Horace Ivory

No. 23, 32
- Position: Running back

Personal information
- Born: August 8, 1954 (age 71) Fort Worth, Texas, U.S.
- Listed height: 6 ft 0 in (1.83 m)
- Listed weight: 197 lb (89 kg)

Career information
- High school: Nolan (Fort Worth)
- College: Oklahoma
- NFL draft: 1977: 2nd round, 44th overall pick

Career history
- New England Patriots (1977–1981); Seattle Seahawks (1981-1982);

Awards and highlights
- 2× National champion (1974, 1975);

Career NFL statistics
- Rushing attempts: 351
- Rushing yards: 1,425
- Rushing TDs: 15
- Stats at Pro Football Reference

= Horace Ivory =

American football player (born 1954)

Horace Orlando Ivory (born August 8, 1954) is an American former professional football player who was a running back in the National Football League (NFL) from 1977 through 1982. He attended Nolan Catholic High School from 1968 to 1972 where he was a TCIL All-State running back. He was offered a scholarship to play college football for the Notre Dame Fighting Irish, but for academic reasons, went to Navarro Junior College before transferring to the Oklahoma Sooners program for his junior and senior seasons.
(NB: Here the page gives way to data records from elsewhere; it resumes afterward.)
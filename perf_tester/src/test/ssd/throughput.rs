//!
//! The solid-state throughput test.
//!

use perf_report::util::KIB;
use perf_report::Bandwidth;
use perf_report::DeviceClass;
use perf_report::Fragment;
use perf_report::Kind;
use perf_report::Pattern;
use perf_report::SteadyState;
use perf_report::ThroughputResult;

use crate::error::Error;
use crate::load_generator::LoadGenerator;
use crate::suite::parameter_source::ParameterSource;
use crate::test::context::Context;
use crate::test::steady_state::Detector;
use crate::test::DeviceTest;

///
/// The solid-state throughput test.
///
/// Every round writes and then reads sequentially with each block size.
///
#[derive(Debug)]
pub struct Throughput {
    /// The test context.
    context: Context,
    /// The result, once run or restored.
    result: Option<ThroughputResult>,
}

impl Throughput {
    /// The block sizes.
    pub const BLOCK_SIZES: [u64; 5] = [1024 * KIB, 64 * KIB, 8 * KIB, 4 * KIB, 512];

    /// The tracked column: 1024k.
    pub const TRACKED: usize = 0;

    ///
    /// A shortcut constructor.
    ///
    pub fn new(context: Context) -> Self {
        Self {
            context,
            result: None,
        }
    }

    ///
    /// A boxed constructor for the constructor table.
    ///
    pub fn boxed(context: Context) -> Box<dyn DeviceTest> {
        Box::new(Self::new(context))
    }

    ///
    /// Measures one round over all block sizes.
    ///
    fn round(&self, generator: &mut dyn LoadGenerator) -> anyhow::Result<Vec<Bandwidth>> {
        let mut bandwidths = Vec::with_capacity(Self::BLOCK_SIZES.len());
        for block_size in Self::BLOCK_SIZES.into_iter() {
            let write = self
                .context
                .job(Kind::Throughput, Pattern::Write, block_size)
                .with_runtime(self.context.profile.runtime);
            let write = generator.run(&write)?.write.bandwidth;

            let read = self
                .context
                .job(Kind::Throughput, Pattern::Read, block_size)
                .with_runtime(self.context.profile.runtime);
            let read = generator.run(&read)?.read.bandwidth;

            bandwidths.push(Bandwidth::new(read, write));
        }
        Ok(bandwidths)
    }
}

impl DeviceTest for Throughput {
    fn kind(&self) -> Kind {
        Kind::Throughput
    }

    fn context(&self) -> &Context {
        &self.context
    }

    fn run(&mut self, generator: &mut dyn LoadGenerator) -> anyhow::Result<()> {
        self.context.start(generator)?;
        self.context.precondition(Kind::Throughput, generator)?;

        let detector = Detector::new(self.context.profile.steady_state_window);
        let mut rounds = Vec::with_capacity(self.context.profile.max_rounds);
        let mut tracked = Vec::with_capacity(self.context.profile.max_rounds);
        let mut steady_state = SteadyState::default();
        for round in 1..=self.context.profile.max_rounds {
            let bandwidths = self.round(generator)?;
            let value = bandwidths[Self::TRACKED].write;
            tracing::info!("`tp` round {round}: {value:.0} KiB/s at 1024k sequential write");

            tracked.push(value);
            rounds.push(bandwidths);
            steady_state = detector.detect(tracked.as_slice());
            if steady_state.reached {
                tracing::info!("`tp` steady state reached in round {round}");
                break;
            }
        }
        if !steady_state.reached {
            tracing::warn!(
                "`tp` steady state not reached in {} rounds",
                self.context.profile.max_rounds
            );
        }

        self.result = Some(ThroughputResult {
            block_sizes: Self::BLOCK_SIZES.to_vec(),
            rounds,
            steady_state: Some(steady_state),
        });
        Ok(())
    }

    fn to_fragment(&self) -> Result<Fragment, Error> {
        Ok(Fragment::Throughput(
            self.context.record(Kind::Throughput, self.result.as_ref())?,
        ))
    }

    fn from_fragment(&mut self, fragment: Fragment, source: ParameterSource) -> Result<(), Error> {
        let found = fragment.kind();
        let Fragment::Throughput(record) = fragment else {
            return Err(Error::KindMismatch {
                expected: Kind::Throughput,
                found,
            });
        };
        self.result = Some(self.context.restore(DeviceClass::Ssd, record, source));
        Ok(())
    }

    fn setup_info(&self) -> String {
        let profile = &self.context.profile;
        self.context.setup_info(
            Kind::Throughput,
            &[
                ("Pattern", "write, then read".to_owned()),
                (
                    "Block sizes",
                    crate::test::context::block_size_list(&Self::BLOCK_SIZES),
                ),
                ("Runtime", format!("{} s", profile.runtime)),
                (
                    "Rounds",
                    format!(
                        "up to {}, steady state over {}",
                        profile.max_rounds, profile.steady_state_window
                    ),
                ),
            ],
        )
    }
}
Ivory was a member of two national championship teams while at the University of Oklahoma. He rushed for 1390 yds on 213 carries in his 22 games with the Sooners (6.5 avg).

He was selected in the second round of the 1977 NFL draft by the New England Patriots. Ivory was named to the NFL All-Pro team as a kick returner after the 1980 season with the Patriots.